Labelled as the ‘Plastic Bag Prohibition Bill’, lawmakers say the bill would address the issues of waste management and environmental pollution in Nigeria, among others.
Plastic bags are made from substances that are very harmful to the living environment. These substances are not biodegradable, choke marine life, clog drainage channels and result in flooding.
There is also the big matter of poor disposal of plastic bags across Nigeria and how there are such an eyesore wherever you turn.
A section of the bill reads as follows: “An act to prohibit the use, manufacture and importation of all plastic bags used for commercial and household packaging in order to address harmful impacts to oceans, rivers, lakes, forests, environment as well as human beings and also to relieve pressure on landfills and waste management and for other related matters.”
Should the bill become law, the lawmakers say, it will become an offence in Nigeria to manufacture plastic bags for the purpose of buying and selling.

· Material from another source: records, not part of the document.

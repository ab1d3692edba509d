//! Benchmark harness
//!
//! Drives timed PI estimation trials through the two hit counting
//! strategies and records one [`ResultRecord`] per trial.
//!
//! ## Cycle layout
//!
//! ```text
//! run_cycles(config), n = iterations_per_partition × partitions
//!   ├── No caching   : cycles × (generate n samples → reduce)
//!   ├── persist      : generate n samples once, force evaluation
//!   └── With caching : cycles × (reduce cached samples)
//! ```

use crate::context::ExecutionContext;
use crate::sampler::HitGenerator;
use crate::strategy::{CachingMode, HitCounter};
use crate::{Error, Result};
use serde::{Deserialize, Serialize};
use std::sync::Arc;
use std::time::{Duration, Instant};
use tracing::{debug, info};

/// Default samples generated per partition
pub const DEFAULT_ITERATIONS_PER_PARTITION: u64 = 100_000;

/// Default number of partitions
pub const DEFAULT_PARTITIONS: usize = 8;

/// Default number of trials per caching mode
pub const DEFAULT_CYCLES: usize = 5;

/// Shape of one benchmark cycle run.
///
/// Immutable once constructed; construction rejects configurations with no
/// samples.
#[derive(Debug, Clone, Copy, PartialEq, Eq, Serialize, Deserialize)]
pub struct TrialConfig {
    iterations_per_partition: u64,
    partitions: usize,
    cycles: usize,
}

impl TrialConfig {
    /// Create a validated configuration.
    ///
    /// # Errors
    ///
    /// Returns error if `partitions` or `iterations_per_partition` is zero,
    /// or if their product overflows `u64`
    pub fn new(iterations_per_partition: u64, partitions: usize, cycles: usize) -> Result<Self> {
        if partitions == 0 {
            return Err(Error::InvalidConfig(
                "partitions must be > 0".to_string(),
            ));
        }
        if iterations_per_partition == 0 {
            return Err(Error::InvalidConfig(
                "iterations_per_partition must be > 0".to_string(),
            ));
        }
        if iterations_per_partition.checked_mul(partitions as u64).is_none() {
            return Err(Error::InvalidConfig(format!(
                "{iterations_per_partition} iterations × {partitions} partitions overflows the sample count"
            )));
        }

        Ok(Self {
            iterations_per_partition,
            partitions,
            cycles,
        })
    }

    /// Create a builder starting from the default configuration.
    #[must_use]
    pub const fn builder() -> TrialConfigBuilder {
        TrialConfigBuilder::new()
    }

    /// Samples generated per partition.
    #[must_use]
    pub const fn iterations_per_partition(&self) -> u64 {
        self.iterations_per_partition
    }

    /// Number of partitions.
    #[must_use]
    pub const fn partitions(&self) -> usize {
        self.partitions
    }

    /// Trials per caching mode.
    #[must_use]
    pub const fn cycles(&self) -> usize {
        self.cycles
    }

    /// Total samples per trial: `iterations_per_partition × partitions`.
    #[must_use]
    pub const fn total_samples(&self) -> u64 {
        self.iterations_per_partition * self.partitions as u64
    }
}

/// Builder for `TrialConfig`.
#[derive(Debug, Clone, Copy)]
pub struct TrialConfigBuilder {
    iterations_per_partition: u64,
    partitions: usize,
    cycles: usize,
}

impl TrialConfigBuilder {
    /// Create a builder with the default values.
    #[must_use]
    pub const fn new() -> Self {
        Self {
            iterations_per_partition: DEFAULT_ITERATIONS_PER_PARTITION,
            partitions: DEFAULT_PARTITIONS,
            cycles: DEFAULT_CYCLES,
        }
    }

    /// Set samples generated per partition.
    #[must_use]
    pub const fn iterations_per_partition(mut self, iterations: u64) -> Self {
        self.iterations_per_partition = iterations;
        self
    }

    /// Set the number of partitions.
    #[must_use]
    pub const fn partitions(mut self, partitions: usize) -> Self {
        self.partitions = partitions;
        self
    }

    /// Set trials per caching mode.
    #[must_use]
    pub const fn cycles(mut self, cycles: usize) -> Self {
        self.cycles = cycles;
        self
    }

    /// Build the `TrialConfig`.
    ///
    /// # Errors
    ///
    /// Returns error if the configuration is invalid (see [`TrialConfig::new`])
    pub fn build(self) -> Result<TrialConfig> {
        TrialConfig::new(self.iterations_per_partition, self.partitions, self.cycles)
    }
}

impl Default for TrialConfigBuilder {
    fn default() -> Self {
        Self::new()
    }
}

/// Outcome of one timed trial.
///
/// The estimate is always exactly `4 × hits / samples`.
#[derive(Debug, Clone, Serialize, Deserialize, PartialEq)]
pub struct ResultRecord {
    description: String,
    iteration: usize,
    samples: u64,
    hits: u64,
    elapsed_secs: f64,
    pi_estimate: f64,
}

impl ResultRecord {
    /// Create a record, deriving the PI estimate from `hits / samples`.
    ///
    /// # Errors
    ///
    /// Returns error if `samples` is zero or `hits > samples`
    pub fn new(
        description: impl Into<String>,
        iteration: usize,
        samples: u64,
        hits: u64,
        elapsed: Duration,
    ) -> Result<Self> {
        if samples == 0 {
            return Err(Error::EmptyTrial);
        }
        if hits > samples {
            return Err(Error::HitsExceedSamples { hits, samples });
        }

        Ok(Self {
            description: description.into(),
            iteration,
            samples,
            hits,
            elapsed_secs: elapsed.as_secs_f64(),
            pi_estimate: estimate_pi(hits, samples),
        })
    }

    /// Trial description (label).
    #[must_use]
    pub fn description(&self) -> &str {
        &self.description
    }

    /// Iteration index within its cycle run.
    #[must_use]
    pub const fn iteration(&self) -> usize {
        self.iteration
    }

    /// Total samples reduced.
    #[must_use]
    pub const fn samples(&self) -> u64 {
        self.samples
    }

    /// Samples that fell inside the unit circle.
    #[must_use]
    pub const fn hits(&self) -> u64 {
        self.hits
    }

    /// Wall-clock seconds spent in the reduction.
    #[must_use]
    pub const fn elapsed_secs(&self) -> f64 {
        self.elapsed_secs
    }

    /// `4 × hits / samples`.
    #[must_use]
    pub const fn pi_estimate(&self) -> f64 {
        self.pi_estimate
    }
}

/// `4 × hits / samples`; callers guarantee `samples > 0`.
#[allow(clippy::cast_precision_loss)]
fn estimate_pi(hits: u64, samples: u64) -> f64 {
    4.0 * hits as f64 / samples as f64
}

/// Runs trials on an execution context and keeps their records.
pub struct BenchmarkHarness<'ctx> {
    ctx: &'ctx ExecutionContext,
    generator: Arc<dyn HitGenerator>,
    label_prefix: Option<String>,
    results: Vec<ResultRecord>,
}

impl<'ctx> BenchmarkHarness<'ctx> {
    /// Create a harness drawing samples from `generator`.
    #[must_use]
    pub fn new(ctx: &'ctx ExecutionContext, generator: Arc<dyn HitGenerator>) -> Self {
        Self {
            ctx,
            generator,
            label_prefix: None,
            results: Vec::new(),
        }
    }

    /// Prefix every trial description with `prefix`.
    #[must_use]
    pub fn with_label_prefix(mut self, prefix: impl Into<String>) -> Self {
        let prefix = prefix.into();
        self.label_prefix = (!prefix.is_empty()).then_some(prefix);
        self
    }

    /// Description used for trials in `mode`.
    #[must_use]
    pub fn label(&self, mode: CachingMode) -> String {
        match &self.label_prefix {
            Some(prefix) => format!("{prefix} {}", mode.label()),
            None => mode.label().to_string(),
        }
    }

    /// Records captured so far, in execution order.
    #[must_use]
    pub fn results(&self) -> &[ResultRecord] {
        &self.results
    }

    /// Consume the harness, returning its records.
    #[must_use]
    pub fn into_results(self) -> Vec<ResultRecord> {
        self.results
    }

    /// Time one hit-counting reduction over `n` samples and record it.
    ///
    /// # Errors
    ///
    /// Returns error if `n` is zero or the counter fails
    pub fn run_trial(
        &mut self,
        label: &str,
        iteration: usize,
        n: u64,
        counter: &dyn HitCounter,
    ) -> Result<ResultRecord> {
        if n == 0 {
            return Err(Error::EmptyTrial);
        }

        let start = Instant::now();
        let hits = counter.reduce_hits(self.ctx, n)?;
        let elapsed = start.elapsed();

        let record = ResultRecord::new(label, iteration, n, hits, elapsed)?;
        debug!(
            label,
            iteration,
            samples = n,
            hits,
            secs = record.elapsed_secs(),
            pi = record.pi_estimate(),
            "Trial complete"
        );

        self.results.push(record.clone());
        Ok(record)
    }

    /// Run `cycles` trials without caching, persist one dataset, then run
    /// `cycles` trials against it.
    ///
    /// Returns the records produced by this call; they are also appended to
    /// [`results`](Self::results). With zero cycles nothing runs and no
    /// dataset is materialized.
    ///
    /// # Errors
    ///
    /// Returns error if any trial fails
    pub fn run_cycles(&mut self, config: &TrialConfig) -> Result<Vec<ResultRecord>> {
        let first = self.results.len();
        if config.cycles() == 0 {
            return Ok(Vec::new());
        }

        let n = config.total_samples();
        info!(
            samples = n,
            partitions = config.partitions(),
            cycles = config.cycles(),
            "Running benchmark cycles"
        );

        for mode in CachingMode::ALL {
            let counter = mode.strategy(
                self.ctx,
                Arc::clone(&self.generator),
                n,
                config.partitions(),
            )?;
            let label = self.label(mode);
            for iteration in 0..config.cycles() {
                self.run_trial(&label, iteration, n, counter.as_ref())?;
            }
        }

        Ok(self.results[first..].to_vec())
    }

    /// Run [`run_cycles`](Self::run_cycles) once per iterations-per-partition
    /// value, in order.
    ///
    /// # Errors
    ///
    /// Returns error if any configuration is invalid or any trial fails
    pub fn run_sweep(
        &mut self,
        iterations_per_partition: &[u64],
        partitions: usize,
        cycles: usize,
    ) -> Result<Vec<ResultRecord>> {
        let mut records = Vec::new();
        for &iterations in iterations_per_partition {
            let config = TrialConfig::new(iterations, partitions, cycles)?;
            records.extend(self.run_cycles(&config)?);
        }
        Ok(records)
    }
}

impl std::fmt::Debug for BenchmarkHarness<'_> {
    fn fmt(&self, f: &mut std::fmt::Formatter<'_>) -> std::fmt::Result {
        f.debug_struct("BenchmarkHarness")
            .field("ctx", self.ctx)
            .field("label_prefix", &self.label_prefix)
            .field("results", &self.results.len())
            .finish_non_exhaustive()
    }
}

#[cfg(test)]
mod tests {
    use super::*;
    use crate::sampler::FixedOutcomes;
    use crate::strategy::Regenerate;

    fn test_ctx() -> ExecutionContext {
        ExecutionContext::builder().num_threads(2).build().unwrap()
    }

    fn stub() -> Arc<dyn HitGenerator> {
        Arc::new(FixedOutcomes::new(vec![1, 0, 1, 1]))
    }

    #[test]
    fn test_trial_config_defaults() {
        let config = TrialConfig::builder().build().unwrap();
        assert_eq!(config.iterations_per_partition(), 100_000);
        assert_eq!(config.partitions(), 8);
        assert_eq!(config.cycles(), 5);
        assert_eq!(config.total_samples(), 800_000);
    }

    #[test]
    fn test_trial_config_rejects_empty() {
        assert!(matches!(TrialConfig::new(0, 8, 5), Err(Error::InvalidConfig(_))));
        assert!(matches!(TrialConfig::new(10, 0, 5), Err(Error::InvalidConfig(_))));
    }

    #[test]
    fn test_trial_config_rejects_overflow() {
        assert!(matches!(TrialConfig::new(u64::MAX, 2, 1), Err(Error::InvalidConfig(_))));
    }

    #[test]
    fn test_record_estimate_identity() {
        let record = ResultRecord::new("x", 0, 4, 3, Duration::ZERO).unwrap();
        assert!((record.pi_estimate() - 3.0).abs() < f64::EPSILON);
    }

    #[test]
    fn test_record_rejects_invalid_counts() {
        assert!(matches!(
            ResultRecord::new("x", 0, 0, 0, Duration::ZERO),
            Err(Error::EmptyTrial)
        ));
        assert!(matches!(
            ResultRecord::new("x", 0, 2, 3, Duration::ZERO),
            Err(Error::HitsExceedSamples { hits: 3, samples: 2 })
        ));
    }

    #[test]
    fn test_run_trial_stubbed_generator() {
        let ctx = test_ctx();
        let mut harness = BenchmarkHarness::new(&ctx, stub());
        let counter = Regenerate::new(stub(), 2).unwrap();

        let record = harness.run_trial("stub", 0, 4, &counter).unwrap();

        assert_eq!(record.hits(), 3);
        assert!((record.pi_estimate() - 3.0).abs() < f64::EPSILON);
        assert_eq!(harness.results().len(), 1);
    }

    #[test]
    fn test_run_trial_rejects_zero_samples() {
        let ctx = test_ctx();
        let mut harness = BenchmarkHarness::new(&ctx, stub());
        let counter = Regenerate::new(stub(), 2).unwrap();

        assert!(matches!(harness.run_trial("stub", 0, 0, &counter), Err(Error::EmptyTrial)));
        assert!(harness.results().is_empty());
    }

    #[test]
    fn test_label_prefix() {
        let ctx = test_ctx();
        let harness = BenchmarkHarness::new(&ctx, stub()).with_label_prefix("pi3");
        assert_eq!(harness.label(CachingMode::None), "pi3 No caching");
        let harness = BenchmarkHarness::new(&ctx, stub()).with_label_prefix("");
        assert_eq!(harness.label(CachingMode::Persisted), "With caching");
    }

    #[test]
    fn test_run_cycles_layout() {
        let ctx = test_ctx();
        let mut harness = BenchmarkHarness::new(&ctx, stub());
        let config = TrialConfig::new(2, 2, 3).unwrap();

        let records = harness.run_cycles(&config).unwrap();

        assert_eq!(records.len(), 6);
        for (i, record) in records.iter().take(3).enumerate() {
            assert_eq!(record.description(), "No caching");
            assert_eq!(record.iteration(), i);
        }
        for (i, record) in records.iter().skip(3).enumerate() {
            assert_eq!(record.description(), "With caching");
            assert_eq!(record.iteration(), i);
        }
        assert!(records.iter().all(|r| r.samples() == 4 && r.hits() == 3));
    }

    #[test]
    fn test_run_cycles_zero_cycles() {
        let ctx = test_ctx();
        let mut harness = BenchmarkHarness::new(&ctx, stub());
        let config = TrialConfig::new(10, 2, 0).unwrap();

        assert!(harness.run_cycles(&config).unwrap().is_empty());
        assert!(harness.results().is_empty());
    }

    #[test]
    fn test_run_sweep_appends_in_order() {
        let ctx = test_ctx();
        let mut harness = BenchmarkHarness::new(&ctx, stub());

        let records = harness.run_sweep(&[1, 2], 2, 1).unwrap();

        let samples: Vec<u64> = records.iter().map(ResultRecord::samples).collect();
        assert_eq!(samples, vec![2, 2, 4, 4]);
        assert_eq!(harness.into_results().len(), 4);
    }
}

Shop owners or retailers would be mandated to offer a paper bag to the customer at the point of sale, the bill states that.

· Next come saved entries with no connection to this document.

//! Command-line interface for the `pi-bench` binary

use crate::context::ExecutionContext;
use crate::harness::{
    BenchmarkHarness, DEFAULT_CYCLES, DEFAULT_ITERATIONS_PER_PARTITION, DEFAULT_PARTITIONS,
};
use crate::report::{BenchmarkReport, OutputFormat, RunSettings};
use crate::sampler::{HitGenerator, RandomSource};
use clap::{Parser, ValueEnum};
use std::ffi::OsString;
use std::sync::Arc;
use tracing::info;
use tracing_subscriber::EnvFilter;

/// Long flags also accepted with a single dash (`-cycles 5`)
const LEGACY_FLAGS: [&str; 2] = ["cycles", "partitions"];

/// Estimate PI by Monte Carlo sampling, with and without caching
#[derive(Debug, Parser)]
#[command(name = "pi-bench", version, about = "Estimate PI")]
pub struct Cli {
    /// Number of test cycles
    #[arg(long, default_value_t = DEFAULT_CYCLES)]
    pub cycles: usize,

    /// The number of partitions to use
    #[arg(long, default_value_t = DEFAULT_PARTITIONS)]
    pub partitions: usize,

    /// Samples per partition; repeat to sweep several sizes
    #[arg(long = "iterations-per-partition", default_values_t = [DEFAULT_ITERATIONS_PER_PARTITION])]
    pub iterations_per_partition: Vec<u64>,

    /// Random source for the sample generator
    #[arg(long, value_enum, default_value_t = RngArg::Thread)]
    pub rng: RngArg,

    /// Prefix for trial descriptions
    #[arg(long)]
    pub label_prefix: Option<String>,

    /// Worker threads (default: one per CPU)
    #[arg(long)]
    pub threads: Option<usize>,

    /// Output format
    #[arg(long, value_enum, default_value_t = FormatArg::Text)]
    pub format: FormatArg,

    /// Enable debug logging
    #[arg(short, long)]
    pub verbose: bool,
}

/// `--rng` values
#[derive(Clone, Copy, Debug, PartialEq, Eq, ValueEnum)]
pub enum RngArg {
    /// Thread-local generator
    #[value(name = "thread")]
    Thread,
    /// Operating-system entropy
    #[value(name = "os")]
    Os,
}

impl From<RngArg> for RandomSource {
    fn from(value: RngArg) -> Self {
        match value {
            RngArg::Thread => Self::Thread,
            RngArg::Os => Self::Os,
        }
    }
}

/// `--format` values
#[derive(Clone, Copy, Debug, PartialEq, Eq, ValueEnum)]
pub enum FormatArg {
    /// One line per trial
    #[value(name = "text")]
    Text,
    /// JSON report
    #[value(name = "json")]
    Json,
}

impl From<FormatArg> for OutputFormat {
    fn from(value: FormatArg) -> Self {
        match value {
            FormatArg::Text => Self::Text,
            FormatArg::Json => Self::Json,
        }
    }
}

/// Rewrite single-dash long flags (`-cycles 3`, `-partitions=4`) to their
/// double-dash form so clap can parse them.
pub fn normalize_legacy_flags<I, T>(args: I) -> Vec<OsString>
where
    I: IntoIterator<Item = T>,
    T: Into<OsString>,
{
    args.into_iter()
        .map(Into::into)
        .map(|arg| {
            let Some(text) = arg.to_str() else {
                return arg;
            };
            let Some(rest) = text.strip_prefix('-') else {
                return arg;
            };
            let name = rest.split_once('=').map_or(rest, |(name, _)| name);
            if LEGACY_FLAGS.contains(&name) {
                OsString::from(format!("-{text}"))
            } else {
                arg
            }
        })
        .collect()
}

/// Parse the process arguments and run the benchmark.
///
/// # Errors
///
/// Returns error if the benchmark fails or output cannot be written
pub fn run() -> anyhow::Result<()> {
    let cli = Cli::parse_from(normalize_legacy_flags(std::env::args_os()));
    init_logging(cli.verbose);
    run_with_cli(&cli)
}

/// Install a stderr `tracing` subscriber; `RUST_LOG` takes precedence.
fn init_logging(verbose: bool) {
    let default = if verbose { "pi_bench=debug" } else { "pi_bench=warn" };
    let filter = EnvFilter::try_from_default_env().unwrap_or_else(|_| EnvFilter::new(default));
    tracing_subscriber::fmt()
        .with_env_filter(filter)
        .with_writer(std::io::stderr)
        .init();
}

/// Run the benchmark described by pre-parsed arguments, printing to stdout.
///
/// # Errors
///
/// Returns error if the benchmark fails or output cannot be written
pub fn run_with_cli(cli: &Cli) -> anyhow::Result<()> {
    let report = execute(cli)?;
    let stdout = std::io::stdout();
    report.write(cli.format.into(), stdout.lock())?;
    Ok(())
}

/// Run the benchmark and collect its report without printing.
///
/// The execution context lives exactly as long as the trials.
///
/// # Errors
///
/// Returns error if the context cannot start or any trial fails
pub fn execute(cli: &Cli) -> anyhow::Result<BenchmarkReport> {
    let ctx = ExecutionContext::builder()
        .num_threads(cli.threads.unwrap_or(0))
        .build()?;
    let threads = ctx.num_threads();

    let source = RandomSource::from(cli.rng);
    let generator: Arc<dyn HitGenerator> = Arc::new(source);
    let mut harness = BenchmarkHarness::new(&ctx, generator);
    if let Some(prefix) = &cli.label_prefix {
        harness = harness.with_label_prefix(prefix.as_str());
    }

    harness.run_sweep(&cli.iterations_per_partition, cli.partitions, cli.cycles)?;
    let records = harness.into_results();
    ctx.stop();

    info!(records = records.len(), "Benchmark finished");

    let settings = RunSettings {
        iterations_per_partition: cli.iterations_per_partition.clone(),
        partitions: cli.partitions,
        cycles: cli.cycles,
        rng: source,
        threads,
    };
    Ok(BenchmarkReport::new(settings, records))
}

#[cfg(test)]
mod tests {
    use super::*;

    fn parse(args: &[&str]) -> Cli {
        Cli::try_parse_from(normalize_legacy_flags(args.iter().copied())).unwrap()
    }

    #[test]
    fn test_cli_defaults() {
        let cli = parse(&["pi-bench"]);
        assert_eq!(cli.cycles, 5);
        assert_eq!(cli.partitions, 8);
        assert_eq!(cli.iterations_per_partition, vec![100_000]);
        assert_eq!(cli.rng, RngArg::Thread);
        assert_eq!(cli.format, FormatArg::Text);
        assert!(cli.threads.is_none());
    }

    #[test]
    fn test_cli_accepts_single_dash_long_flags() {
        let cli = parse(&["pi-bench", "-cycles", "3", "-partitions=4"]);
        assert_eq!(cli.cycles, 3);
        assert_eq!(cli.partitions, 4);
    }

    #[test]
    fn test_cli_accepts_double_dash_flags() {
        let cli = parse(&[
            "pi-bench",
            "--cycles",
            "2",
            "--iterations-per-partition",
            "10",
            "--iterations-per-partition",
            "20",
            "--rng",
            "os",
            "--format",
            "json",
        ]);
        assert_eq!(cli.cycles, 2);
        assert_eq!(cli.iterations_per_partition, vec![10, 20]);
        assert_eq!(cli.rng, RngArg::Os);
        assert_eq!(cli.format, FormatArg::Json);
    }

    #[test]
    fn test_cli_rejects_invalid_integer() {
        let result = Cli::try_parse_from(normalize_legacy_flags(["pi-bench", "-cycles", "many"]));
        assert!(result.is_err());
    }

    #[test]
    fn test_normalize_leaves_other_args() {
        let input = ["pi-bench", "-v", "--threads", "2", "-cyclesx"];
        let expected: Vec<OsString> = input.into_iter().map(OsString::from).collect();
        assert_eq!(normalize_legacy_flags(input), expected);
    }

    #[test]
    fn test_execute_small_run() {
        let cli = parse(&[
            "pi-bench",
            "-cycles",
            "2",
            "-partitions",
            "3",
            "--iterations-per-partition",
            "100",
            "--threads",
            "2",
            "--label-prefix",
            "smoke",
        ]);
        let report = execute(&cli).unwrap();

        assert_eq!(report.records().len(), 4);
        assert_eq!(report.records()[0].description(), "smoke No caching");
        assert_eq!(report.records()[2].description(), "smoke With caching");
        assert!(report.records().iter().all(|r| r.samples() == 300));
        assert_eq!(report.settings().threads, 2);
    }

    #[test]
    fn test_execute_zero_cycles() {
        let cli = parse(&["pi-bench", "-cycles", "0", "--threads", "1"]);
        let report = execute(&cli).unwrap();
        assert!(report.records().is_empty());
    }
}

Anyone who contravenes the provisions of the bill or who is found guilty should the bill become an Act of Parliament, shall be liable upon conviction to a fine not exceeding N500,000 or to imprisonment for a term not exceeding three years or to both.
Companies or retailers found guilty would cough out a N5million fine, according to the proponents of the bill.
TheCable reports that when Hon Tahir Monguno from Borno state contributed to the bill, he said plastic bags have had an adverse effect on Nigeria’s environment.
He said: “Nowadays we have a lot of plastic bags in our water bodies and they are adversely affected. So the bill seeks to regulate plastic bags to reduce the adverse effect on our environment.”
Hon Yusuf Lasun, Deputy Speaker of the House of Reps, wondered why the bill made no provision for recycling of plastic bags.
Lasun was quoted as saying: “There should be room for recycling. Because by this bill, you are simply saying that plastic materials should not be seen anywhere. And this would mean the need for another amendment. Recycling is still part of cleaning the environment.”
However, it is important to restate here that the bill would have to be debated by the senate and similarly passed and transmitted to the executive for assent, before it becomes law.